**The data:**
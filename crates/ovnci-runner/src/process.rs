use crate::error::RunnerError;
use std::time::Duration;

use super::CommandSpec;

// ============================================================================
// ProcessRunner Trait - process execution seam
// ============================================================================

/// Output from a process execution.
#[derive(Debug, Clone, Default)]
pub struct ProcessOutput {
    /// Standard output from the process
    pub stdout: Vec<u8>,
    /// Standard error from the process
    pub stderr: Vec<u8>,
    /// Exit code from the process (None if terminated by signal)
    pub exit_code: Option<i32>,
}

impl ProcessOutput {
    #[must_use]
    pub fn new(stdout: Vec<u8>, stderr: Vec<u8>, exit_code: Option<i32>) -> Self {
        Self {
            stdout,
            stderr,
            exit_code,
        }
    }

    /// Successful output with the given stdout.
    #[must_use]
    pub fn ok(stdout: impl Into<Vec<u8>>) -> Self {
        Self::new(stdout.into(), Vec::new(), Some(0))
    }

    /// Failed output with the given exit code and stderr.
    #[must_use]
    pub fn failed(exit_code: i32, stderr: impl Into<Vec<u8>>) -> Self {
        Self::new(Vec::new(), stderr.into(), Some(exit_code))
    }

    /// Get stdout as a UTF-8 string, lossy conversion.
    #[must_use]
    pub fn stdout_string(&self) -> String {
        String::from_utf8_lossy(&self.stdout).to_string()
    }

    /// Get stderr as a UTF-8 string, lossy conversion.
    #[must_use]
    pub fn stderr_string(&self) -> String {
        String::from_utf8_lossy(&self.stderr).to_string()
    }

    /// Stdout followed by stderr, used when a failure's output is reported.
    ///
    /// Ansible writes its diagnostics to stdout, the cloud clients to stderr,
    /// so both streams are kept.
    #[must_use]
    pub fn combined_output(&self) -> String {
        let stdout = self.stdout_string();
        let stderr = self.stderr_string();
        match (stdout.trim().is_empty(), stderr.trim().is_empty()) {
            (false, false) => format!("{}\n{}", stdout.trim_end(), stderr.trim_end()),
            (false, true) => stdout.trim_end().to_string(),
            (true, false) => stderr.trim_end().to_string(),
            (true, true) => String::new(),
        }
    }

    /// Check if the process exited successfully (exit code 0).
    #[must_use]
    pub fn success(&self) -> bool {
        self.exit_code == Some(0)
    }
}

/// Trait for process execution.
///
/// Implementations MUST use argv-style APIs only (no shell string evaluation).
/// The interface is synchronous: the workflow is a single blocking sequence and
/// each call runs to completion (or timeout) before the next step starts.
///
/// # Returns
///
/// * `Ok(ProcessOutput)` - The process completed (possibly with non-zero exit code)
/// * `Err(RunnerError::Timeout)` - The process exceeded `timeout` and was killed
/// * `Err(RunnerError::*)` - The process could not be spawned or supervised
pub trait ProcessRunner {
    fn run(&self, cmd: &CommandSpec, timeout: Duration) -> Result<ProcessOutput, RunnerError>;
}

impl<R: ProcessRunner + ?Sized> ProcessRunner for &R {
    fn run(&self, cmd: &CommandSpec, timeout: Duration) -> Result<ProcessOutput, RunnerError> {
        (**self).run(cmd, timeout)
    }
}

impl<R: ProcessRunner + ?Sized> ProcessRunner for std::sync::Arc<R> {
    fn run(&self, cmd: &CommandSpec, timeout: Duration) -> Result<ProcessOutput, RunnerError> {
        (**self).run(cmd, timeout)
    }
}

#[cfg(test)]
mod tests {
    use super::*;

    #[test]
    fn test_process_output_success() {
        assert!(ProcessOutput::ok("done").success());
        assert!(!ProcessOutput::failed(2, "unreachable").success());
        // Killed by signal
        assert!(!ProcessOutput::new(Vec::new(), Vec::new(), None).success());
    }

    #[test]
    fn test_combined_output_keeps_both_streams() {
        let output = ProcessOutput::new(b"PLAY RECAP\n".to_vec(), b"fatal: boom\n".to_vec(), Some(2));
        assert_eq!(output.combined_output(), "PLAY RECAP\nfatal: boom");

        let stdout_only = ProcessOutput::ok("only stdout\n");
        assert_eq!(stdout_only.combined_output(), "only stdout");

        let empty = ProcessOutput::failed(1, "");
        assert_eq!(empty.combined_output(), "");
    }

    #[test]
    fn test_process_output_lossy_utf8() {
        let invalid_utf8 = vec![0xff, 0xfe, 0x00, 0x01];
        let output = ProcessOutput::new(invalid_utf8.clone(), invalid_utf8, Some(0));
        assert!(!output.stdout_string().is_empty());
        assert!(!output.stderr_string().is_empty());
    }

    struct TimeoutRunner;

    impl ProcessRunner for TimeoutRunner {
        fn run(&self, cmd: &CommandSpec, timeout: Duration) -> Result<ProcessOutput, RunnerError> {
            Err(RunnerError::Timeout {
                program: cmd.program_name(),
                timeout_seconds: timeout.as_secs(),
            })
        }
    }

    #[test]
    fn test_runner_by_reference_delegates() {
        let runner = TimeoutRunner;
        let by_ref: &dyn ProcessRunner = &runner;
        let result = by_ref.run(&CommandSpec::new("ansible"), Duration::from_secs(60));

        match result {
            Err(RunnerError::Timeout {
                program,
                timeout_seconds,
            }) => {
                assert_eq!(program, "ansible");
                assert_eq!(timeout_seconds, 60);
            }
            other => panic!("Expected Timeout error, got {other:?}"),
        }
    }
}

==

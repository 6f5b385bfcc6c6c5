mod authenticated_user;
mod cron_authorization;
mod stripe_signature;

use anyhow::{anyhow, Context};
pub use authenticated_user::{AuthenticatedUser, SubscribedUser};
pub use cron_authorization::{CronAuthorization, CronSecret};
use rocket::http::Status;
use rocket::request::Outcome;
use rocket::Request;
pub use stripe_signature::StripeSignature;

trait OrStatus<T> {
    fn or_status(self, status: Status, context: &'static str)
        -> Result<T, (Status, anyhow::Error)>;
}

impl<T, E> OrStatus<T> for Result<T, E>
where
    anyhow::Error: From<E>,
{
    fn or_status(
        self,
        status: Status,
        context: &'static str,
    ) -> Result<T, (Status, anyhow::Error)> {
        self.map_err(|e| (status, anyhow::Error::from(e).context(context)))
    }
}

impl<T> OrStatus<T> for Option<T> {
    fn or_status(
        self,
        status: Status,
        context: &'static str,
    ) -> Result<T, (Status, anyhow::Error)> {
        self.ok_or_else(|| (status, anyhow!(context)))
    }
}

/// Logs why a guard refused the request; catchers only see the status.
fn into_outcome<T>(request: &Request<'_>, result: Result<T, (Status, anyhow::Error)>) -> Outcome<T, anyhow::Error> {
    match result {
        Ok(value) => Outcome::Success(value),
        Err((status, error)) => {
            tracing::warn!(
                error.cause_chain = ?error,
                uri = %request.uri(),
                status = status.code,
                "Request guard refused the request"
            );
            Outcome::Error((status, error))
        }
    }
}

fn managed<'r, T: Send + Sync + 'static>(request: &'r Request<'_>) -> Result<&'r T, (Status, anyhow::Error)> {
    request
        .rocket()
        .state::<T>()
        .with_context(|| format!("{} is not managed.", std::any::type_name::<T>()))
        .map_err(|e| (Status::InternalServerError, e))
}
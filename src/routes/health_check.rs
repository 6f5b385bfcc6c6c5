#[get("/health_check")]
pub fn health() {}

---

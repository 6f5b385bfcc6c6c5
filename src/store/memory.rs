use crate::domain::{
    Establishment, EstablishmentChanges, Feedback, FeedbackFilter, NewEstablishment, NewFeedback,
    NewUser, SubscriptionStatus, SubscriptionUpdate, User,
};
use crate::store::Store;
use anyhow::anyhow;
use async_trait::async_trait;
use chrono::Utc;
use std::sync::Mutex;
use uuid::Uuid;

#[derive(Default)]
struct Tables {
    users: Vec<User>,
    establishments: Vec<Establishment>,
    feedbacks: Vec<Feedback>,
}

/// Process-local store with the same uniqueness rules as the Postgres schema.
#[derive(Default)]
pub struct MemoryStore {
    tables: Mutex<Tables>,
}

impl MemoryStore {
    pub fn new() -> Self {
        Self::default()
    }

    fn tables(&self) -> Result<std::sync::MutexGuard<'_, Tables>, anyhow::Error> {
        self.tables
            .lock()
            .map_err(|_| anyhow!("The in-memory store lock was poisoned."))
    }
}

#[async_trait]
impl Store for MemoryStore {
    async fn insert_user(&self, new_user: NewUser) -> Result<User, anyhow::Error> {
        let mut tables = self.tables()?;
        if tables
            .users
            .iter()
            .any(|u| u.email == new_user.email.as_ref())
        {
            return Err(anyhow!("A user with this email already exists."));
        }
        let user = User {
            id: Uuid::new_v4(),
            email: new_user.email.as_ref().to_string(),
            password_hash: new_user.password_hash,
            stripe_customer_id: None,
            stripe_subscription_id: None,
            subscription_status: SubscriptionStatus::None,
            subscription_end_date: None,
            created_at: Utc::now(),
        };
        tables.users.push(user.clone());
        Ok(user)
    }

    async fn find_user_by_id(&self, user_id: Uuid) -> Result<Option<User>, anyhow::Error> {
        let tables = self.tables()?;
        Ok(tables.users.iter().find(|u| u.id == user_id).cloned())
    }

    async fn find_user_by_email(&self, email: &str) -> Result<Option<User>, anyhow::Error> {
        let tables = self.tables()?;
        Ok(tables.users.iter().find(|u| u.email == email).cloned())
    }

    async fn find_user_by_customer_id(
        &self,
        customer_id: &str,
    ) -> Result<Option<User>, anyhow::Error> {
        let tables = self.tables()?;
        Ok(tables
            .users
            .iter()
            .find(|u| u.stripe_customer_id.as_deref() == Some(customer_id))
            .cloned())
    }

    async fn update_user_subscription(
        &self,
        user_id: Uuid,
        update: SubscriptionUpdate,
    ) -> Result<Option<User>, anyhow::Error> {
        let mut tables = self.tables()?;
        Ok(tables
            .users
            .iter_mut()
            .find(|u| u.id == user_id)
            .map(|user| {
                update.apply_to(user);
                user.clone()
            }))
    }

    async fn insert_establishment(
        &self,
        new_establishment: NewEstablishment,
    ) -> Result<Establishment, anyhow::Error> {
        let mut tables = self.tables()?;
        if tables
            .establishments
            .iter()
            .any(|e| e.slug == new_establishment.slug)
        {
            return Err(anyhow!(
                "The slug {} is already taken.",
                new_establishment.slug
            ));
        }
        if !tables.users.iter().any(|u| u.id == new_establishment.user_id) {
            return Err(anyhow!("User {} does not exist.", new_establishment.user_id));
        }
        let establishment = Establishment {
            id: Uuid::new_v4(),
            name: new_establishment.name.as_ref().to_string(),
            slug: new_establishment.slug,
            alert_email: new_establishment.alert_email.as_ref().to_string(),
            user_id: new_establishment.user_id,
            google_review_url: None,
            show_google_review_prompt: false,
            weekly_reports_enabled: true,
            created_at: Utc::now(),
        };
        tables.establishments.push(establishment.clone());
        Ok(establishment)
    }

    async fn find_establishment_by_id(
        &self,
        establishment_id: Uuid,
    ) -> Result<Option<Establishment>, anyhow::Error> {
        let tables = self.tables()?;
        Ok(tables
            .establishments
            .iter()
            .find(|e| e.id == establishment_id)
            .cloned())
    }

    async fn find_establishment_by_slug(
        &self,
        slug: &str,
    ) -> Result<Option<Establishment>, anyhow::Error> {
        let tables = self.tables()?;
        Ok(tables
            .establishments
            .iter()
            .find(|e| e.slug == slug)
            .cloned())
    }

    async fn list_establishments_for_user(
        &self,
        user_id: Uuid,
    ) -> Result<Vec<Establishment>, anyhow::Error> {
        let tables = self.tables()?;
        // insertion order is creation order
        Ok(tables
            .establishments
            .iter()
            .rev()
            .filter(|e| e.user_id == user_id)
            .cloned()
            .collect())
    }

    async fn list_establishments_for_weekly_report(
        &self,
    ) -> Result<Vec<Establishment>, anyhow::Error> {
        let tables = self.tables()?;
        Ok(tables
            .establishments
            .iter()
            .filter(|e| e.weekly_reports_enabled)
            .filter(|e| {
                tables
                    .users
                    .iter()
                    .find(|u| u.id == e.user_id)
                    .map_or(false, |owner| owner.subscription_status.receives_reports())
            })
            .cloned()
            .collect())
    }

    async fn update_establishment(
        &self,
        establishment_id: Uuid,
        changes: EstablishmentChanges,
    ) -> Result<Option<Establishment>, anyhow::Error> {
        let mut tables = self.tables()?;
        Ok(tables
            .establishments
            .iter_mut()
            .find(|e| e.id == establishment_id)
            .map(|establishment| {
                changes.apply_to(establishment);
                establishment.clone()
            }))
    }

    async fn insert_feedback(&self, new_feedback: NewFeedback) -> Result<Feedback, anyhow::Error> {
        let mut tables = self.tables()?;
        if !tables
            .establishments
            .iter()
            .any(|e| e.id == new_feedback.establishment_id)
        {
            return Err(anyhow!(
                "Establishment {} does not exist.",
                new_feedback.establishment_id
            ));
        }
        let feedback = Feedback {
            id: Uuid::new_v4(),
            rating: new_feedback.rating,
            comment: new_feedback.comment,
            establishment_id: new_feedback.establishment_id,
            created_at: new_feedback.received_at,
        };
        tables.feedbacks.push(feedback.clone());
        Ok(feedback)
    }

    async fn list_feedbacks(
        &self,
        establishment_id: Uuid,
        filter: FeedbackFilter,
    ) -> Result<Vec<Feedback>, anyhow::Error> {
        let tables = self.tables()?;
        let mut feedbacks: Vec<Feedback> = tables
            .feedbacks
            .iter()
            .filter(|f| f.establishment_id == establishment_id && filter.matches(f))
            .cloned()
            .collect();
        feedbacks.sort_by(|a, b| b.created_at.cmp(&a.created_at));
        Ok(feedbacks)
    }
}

**Aim of the task:** The expected answer is every line in the data above that carries the string "already".

**Your solution:**
            return Err(anyhow!("A user with this email already exists."));
                "The slug {} is already taken.",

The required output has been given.